GIVEN DATA START

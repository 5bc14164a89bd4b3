//! Mirror invoker: copies an entry with `rsync` in either direction.
use std::fmt;
use std::path::{Path, PathBuf};

use crate::config::ConfigEntry;
use crate::error::SyncError;
use crate::exec::{ExecResult, Executor, command_line};
use crate::paths::rsync_source;
use crate::platform::Platform;

const RSYNC: &str = "rsync";

/// Which way a sync run copies.
#[derive(Debug, Clone, Copy, PartialEq, Eq)]
pub enum Direction {
    /// Repository to installed paths.
    Downstream,
    /// Installed paths to repository.
    Upstream,
}

impl fmt::Display for Direction {
    fn fmt(&self, f: &mut fmt::Formatter<'_>) -> fmt::Result {
        match self {
            Self::Downstream => write!(f, "downstream"),
            Self::Upstream => write!(f, "upstream"),
        }
    }
}

/// Source and destination of one rsync call.
#[derive(Debug, Clone, PartialEq, Eq)]
pub struct MirrorPlan {
    /// Path copied from.
    pub source: PathBuf,
    /// Path copied to.
    pub destination: PathBuf,
    /// Whether the entry is a directory (its contents are mirrored).
    pub is_directory: bool,
}

impl MirrorPlan {
    /// Plan the copy of `entry` for `platform` in `direction`.
    #[must_use]
    pub fn new(entry: &ConfigEntry, platform: Platform, direction: Direction) -> Self {
        let installed = entry.installed_path(platform).to_path_buf();
        let repository = entry.repository_path.clone();
        let (source, destination) = match direction {
            Direction::Downstream => (repository, installed),
            Direction::Upstream => (installed, repository),
        };
        Self {
            source,
            destination,
            is_directory: entry.is_directory,
        }
    }

    /// Arguments passed to rsync.
    #[must_use]
    pub fn rsync_args(&self) -> Vec<String> {
        vec![
            "-arv".to_string(),
            "--progress".to_string(),
            rsync_source(&self.source, self.is_directory),
            self.destination.display().to_string(),
            "--exclude".to_string(),
            ".git".to_string(),
        ]
    }

    /// Full command line, for logs and dry runs.
    #[must_use]
    pub fn command_line(&self) -> String {
        let args = self.rsync_args();
        let args: Vec<&str> = args.iter().map(String::as_str).collect();
        command_line(RSYNC, &args)
    }
}

/// Create the missing parent directory of `path`.
///
/// # Errors
///
/// [`SyncError::Io`] if the directory cannot be created.
pub fn ensure_parent_dir(path: &Path) -> Result<(), SyncError> {
    if let Some(parent) = path.parent()
        && !parent.as_os_str().is_empty()
        && !parent.exists()
    {
        std::fs::create_dir_all(parent).map_err(|source| SyncError::Io {
            path: parent.to_path_buf(),
            source,
        })?;
    }
    Ok(())
}

/// Copy `plan.source` to `plan.destination` with rsync.
///
/// # Errors
///
/// [`SyncError::PathMissing`] if the source does not exist,
/// [`SyncError::Io`] if the destination's parent cannot be created, or
/// [`SyncError::CommandFailed`] if rsync fails.
pub fn mirror(exec: &dyn Executor, plan: &MirrorPlan) -> Result<ExecResult, SyncError> {
    if !plan.source.exists() {
        return Err(SyncError::PathMissing {
            path: plan.source.clone(),
        });
    }
    ensure_parent_dir(&plan.destination)?;

    let cwd = plan
        .destination
        .parent()
        .filter(|p| !p.as_os_str().is_empty())
        .unwrap_or_else(|| Path::new("."));
    let args = plan.rsync_args();
    let args: Vec<&str> = args.iter().map(String::as_str).collect();
    exec.run_in(cwd, RSYNC, &args)
}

GIVEN DATA END

Each line above where the word "platform" occurs should be returned in full.

use crate::platform::Platform;
    /// Plan the copy of `entry` for `platform` in `direction`.
    pub fn new(entry: &ConfigEntry, platform: Platform, direction: Direction) -> Self {
        let installed = entry.installed_path(platform).to_path_buf();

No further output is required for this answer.